A Constitutive Decay Element Promotes Tumor Necrosis Factor Alpha mRNA Degradation via an AU-Rich Element-Independent Pathway

, , &
Pages 3506-3515 | Received 05 Nov 2002, Accepted 18 Feb 2003, Published online: 27 Mar 2023
 

Abstract

Tumor necrosis factor alpha (TNF-α) expression is regulated by transcriptional as well as posttranscriptional mechanisms, the latter including the control of mRNA decay through an AU-rich element (ARE) in the 3′ untranslated region (UTR).

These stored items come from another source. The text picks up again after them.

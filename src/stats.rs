// src/stats.rs
//
// Quiz statistics assembly. Handlers fetch flat rows and hand them to
// `build_statistics`; everything here is pure so the aggregation rules
// (zero-denominator handling in particular) are unit-testable without a
// database. Every ratio with a possibly-zero denominator yields 0.

use chrono::{DateTime, Utc};
use serde::Serialize;
use sqlx::FromRow;
use std::collections::HashMap;

pub const STATUS_IN_PROGRESS: &str = "in_progress";
pub const STATUS_COMPLETED: &str = "completed";
pub const STATUS_TIMED_OUT: &str = "timed_out";

/// One attempt row, as fetched for aggregation.
#[derive(Debug, FromRow)]
pub struct AttemptStatRow {
    pub status: String,
    pub score: f64,
    pub passed: bool,
    pub start_time: DateTime<Utc>,
    pub end_time: Option<DateTime<Utc>>,
}

#[derive(Debug, FromRow)]
pub struct QuestionStatRow {
    pub id: i64,
    pub question_text: String,
    pub question_type: String,
    pub points: i32,
}

/// Per-question answer tallies among completed attempts.
#[derive(Debug, FromRow)]
pub struct AnswerCountRow {
    pub question_id: i64,
    pub total: i64,
    pub correct: i64,
}

/// Per-choice selection tallies among completed attempts.
#[derive(Debug, FromRow)]
pub struct ChoiceStatRow {
    pub id: i64,
    pub question_id: i64,
    pub choice_text: String,
    pub is_correct: bool,
    pub selection_count: i64,
}

/// Fixed score buckets: half-open below 100, closed at the top.
#[derive(Debug, Default, PartialEq, Eq, Serialize)]
pub struct ScoreDistribution {
    #[serde(rename = "0-20")]
    pub from_0_to_20: i64,
    #[serde(rename = "20-40")]
    pub from_20_to_40: i64,
    #[serde(rename = "40-60")]
    pub from_40_to_60: i64,
    #[serde(rename = "60-80")]
    pub from_60_to_80: i64,
    #[serde(rename = "80-100")]
    pub from_80_to_100: i64,
}

impl ScoreDistribution {
    fn add(&mut self, score: f64) {
        if score < 20.0 {
            self.from_0_to_20 += 1;
        } else if score < 40.0 {
            self.from_20_to_40 += 1;
        } else if score < 60.0 {
            self.from_40_to_60 += 1;
        } else if score < 80.0 {
            self.from_60_to_80 += 1;
        } else {
            self.from_80_to_100 += 1;
        }
    }
}

#[derive(Debug, Serialize)]
pub struct ChoiceStats {
    pub id: i64,
    pub text: String,
    pub is_correct: bool,
    pub selection_count: i64,
    pub selection_rate: f64,
}

#[derive(Debug, Serialize)]
pub struct QuestionStats {
    pub id: i64,
    pub text: String,
    #[serde(rename = "type")]
    pub question_type: String,
    pub points: i32,
    pub total_answers: i64,
    pub correct_answers: i64,
    pub correct_rate: f64,
    pub choices: Vec<ChoiceStats>,
}

#[derive(Debug, Serialize)]
pub struct QuizStatistics {
    pub quiz_id: i64,
    pub quiz_title: String,
    pub total_attempts: i64,
    pub completed_attempts: i64,
    pub passed_attempts: i64,
    /// Percentage of completed attempts that passed.
    pub pass_rate: f64,
    /// Mean score over completed attempts, rounded to 2 decimal places.
    pub average_score: f64,
    /// Counted over all attempts, like the per-range tallies upstream.
    pub score_distribution: ScoreDistribution,
    /// Mean of (end_time - start_time) in seconds over completed attempts.
    pub average_completion_time: f64,
    pub questions: Vec<QuestionStats>,
}

fn round2(x: f64) -> f64 {
    (x * 100.0).round() / 100.0
}

fn percent(numerator: i64, denominator: i64) -> f64 {
    if denominator == 0 {
        0.0
    } else {
        round2(numerator as f64 / denominator as f64 * 100.0)
    }
}

pub fn build_statistics(
    quiz_id: i64,
    quiz_title: String,
    attempts: &[AttemptStatRow],
    questions: &[QuestionStatRow],
    answer_counts: &[AnswerCountRow],
    choices: &[ChoiceStatRow],
) -> QuizStatistics {
    let total_attempts = attempts.len() as i64;
    let completed: Vec<&AttemptStatRow> = attempts
        .iter()
        .filter(|a| a.status == STATUS_COMPLETED)
        .collect();
    let completed_attempts = completed.len() as i64;
    let passed_attempts = attempts.iter().filter(|a| a.passed).count() as i64;

    let average_score = if completed.is_empty() {
        0.0
    } else {
        round2(completed.iter().map(|a| a.score).sum::<f64>() / completed.len() as f64)
    };

    let mut score_distribution = ScoreDistribution::default();
    for attempt in attempts {
        score_distribution.add(attempt.score);
    }

    let timed: Vec<f64> = completed
        .iter()
        .filter_map(|a| a.end_time.map(|end| (end - a.start_time).num_milliseconds() as f64 / 1000.0))
        .collect();
    let average_completion_time = if timed.is_empty() {
        0.0
    } else {
        round2(timed.iter().sum::<f64>() / timed.len() as f64)
    };

    let counts: HashMap<i64, &AnswerCountRow> =
        answer_counts.iter().map(|c| (c.question_id, c)).collect();

    let question_stats = questions
        .iter()
        .map(|q| {
            let (total, correct) = counts
                .get(&q.id)
                .map(|c| (c.total, c.correct))
                .unwrap_or((0, 0));

            let objective = q.question_type != "short_answer";
            let choice_stats = if objective {
                choices
                    .iter()
                    .filter(|c| c.question_id == q.id)
                    .map(|c| ChoiceStats {
                        id: c.id,
                        text: c.choice_text.clone(),
                        is_correct: c.is_correct,
                        selection_count: c.selection_count,
                        selection_rate: percent(c.selection_count, total),
                    })
                    .collect()
            } else {
                Vec::new()
            };

            QuestionStats {
                id: q.id,
                text: q.question_text.clone(),
                question_type: q.question_type.clone(),
                points: q.points,
                total_answers: total,
                correct_answers: correct,
                correct_rate: percent(correct, total),
                choices: choice_stats,
            }
        })
        .collect();

    QuizStatistics {
        quiz_id,
        quiz_title,
        total_attempts,
        completed_attempts,
        passed_attempts,
        pass_rate: percent(passed_attempts, completed_attempts),
        average_score,
        score_distribution,
        average_completion_time,
        questions: question_stats,
    }
}

#[cfg(test)]
mod tests {
    use super::*;
    use chrono::TimeDelta;

    fn attempt(status: &str, score: f64, passed: bool, secs: Option<i64>) -> AttemptStatRow {
        let start = Utc::now();
        AttemptStatRow {
            status: status.to_string(),
            score,
            passed,
            start_time: start,
            end_time: secs.map(|s| start + TimeDelta::seconds(s)),
        }
    }

    #[test]
    fn test_empty_quiz_all_zero_no_nan() {
        let stats = build_statistics(1, "Quiz".into(), &[], &[], &[], &[]);
        assert_eq!(stats.total_attempts, 0);
        assert_eq!(stats.completed_attempts, 0);
        assert_eq!(stats.pass_rate, 0.0);
        assert_eq!(stats.average_score, 0.0);
        assert_eq!(stats.average_completion_time, 0.0);
        assert_eq!(stats.score_distribution, ScoreDistribution::default());
    }

    #[test]
    fn test_in_progress_attempts_excluded_from_averages() {
        let attempts = vec![
            attempt(STATUS_COMPLETED, 80.0, true, Some(120)),
            attempt(STATUS_COMPLETED, 40.0, false, Some(60)),
            attempt(STATUS_IN_PROGRESS, 0.0, false, None),
        ];
        let stats = build_statistics(1, "Quiz".into(), &attempts, &[], &[], &[]);
        assert_eq!(stats.total_attempts, 3);
        assert_eq!(stats.completed_attempts, 2);
        assert_eq!(stats.passed_attempts, 1);
        assert_eq!(stats.pass_rate, 50.0);
        assert_eq!(stats.average_score, 60.0);
        assert_eq!(stats.average_completion_time, 90.0);
        // Distribution covers all attempts, including the in-progress zero.
        assert_eq!(stats.score_distribution.from_0_to_20, 1);
        assert_eq!(stats.score_distribution.from_40_to_60, 1);
        assert_eq!(stats.score_distribution.from_80_to_100, 1);
    }

    #[test]
    fn test_distribution_bucket_edges() {
        let mut d = ScoreDistribution::default();
        for score in [0.0, 19.99, 20.0, 39.9, 40.0, 60.0, 79.9, 80.0, 100.0] {
            d.add(score);
        }
        assert_eq!(d.from_0_to_20, 2);
        assert_eq!(d.from_20_to_40, 2);
        assert_eq!(d.from_40_to_60, 1);
        assert_eq!(d.from_60_to_80, 2);
        assert_eq!(d.from_80_to_100, 2);
    }

    #[test]
    fn test_completion_time_skips_missing_end() {
        let attempts = vec![
            attempt(STATUS_COMPLETED, 50.0, false, Some(30)),
            attempt(STATUS_COMPLETED, 50.0, false, None),
        ];
        let stats = build_statistics(1, "Quiz".into(), &attempts, &[], &[], &[]);
        assert_eq!(stats.average_completion_time, 30.0);
    }

    #[test]
    fn test_question_and_choice_rates() {
        let questions = vec![
            QuestionStatRow {
                id: 1,
                question_text: "Q1".into(),
                question_type: "single_choice".into(),
                points: 10,
            },
            QuestionStatRow {
                id: 2,
                question_text: "Q2".into(),
                question_type: "short_answer".into(),
                points: 5,
            },
        ];
        let answer_counts = vec![AnswerCountRow {
            question_id: 1,
            total: 4,
            correct: 3,
        }];
        let choices = vec![
            ChoiceStatRow {
                id: 10,
                question_id: 1,
                choice_text: "A".into(),
                is_correct: true,
                selection_count: 3,
            },
            ChoiceStatRow {
                id: 11,
                question_id: 1,
                choice_text: "B".into(),
                is_correct: false,
                selection_count: 1,
            },
        ];
        let stats = build_statistics(1, "Quiz".into(), &[], &questions, &answer_counts, &choices);

        let q1 = &stats.questions[0];
        assert_eq!(q1.correct_rate, 75.0);
        assert_eq!(q1.choices.len(), 2);
        assert_eq!(q1.choices[0].selection_rate, 75.0);
        assert_eq!(q1.choices[1].selection_rate, 25.0);

        // Short answers carry no choice stats, and an unanswered question
        // divides by zero nowhere.
        let q2 = &stats.questions[1];
        assert_eq!(q2.total_answers, 0);
        assert_eq!(q2.correct_rate, 0.0);
        assert!(q2.choices.is_empty());
    }
}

Using two mutant cell lines deficient for ARE-mediated mRNA decay, we provide evidence for a second element, the constitutive decay element (CDE), which is also located in the 3′ UTR of TNF-α. In stably transfected RAW 264.7 macrophages stimulated with lipopolysaccharide (LPS), the CDE continues to target a reporter transcript for rapid decay, whereas ARE-mediated decay is blocked. Similarly, the activation of p38 kinase and phosphatidylinositol 3-kinase in NIH 3T3 cells inhibits ARE-mediated but not CDE-mediated mRNA decay. The CDE was mapped to an 80-nucleotide (nt) segment downstream of the ARE, and point mutation analysis identified within the CDE a conserved sequence of 15 nt that is required for decay activity. We propose that the CDE represses TNF-α expression by maintaining the mRNA short-lived, thereby preventing excessive induction of TNF-α after LPS stimulation. Thus, CDE-mediated mRNA decay is likely to be an important mechanism limiting LPS-induced pathologic processes.

ACKNOWLEDGMENTS

We are grateful to Brigitte Gross for help with transfections, Sebastien Viatte for generating the TNF-α probe, and Witold Filipowicz for advice on sequence analysis. We also thank Hans H. Hirsch, Helena Côrte-Real, and Paul Anderson for helpful comments on the manuscript.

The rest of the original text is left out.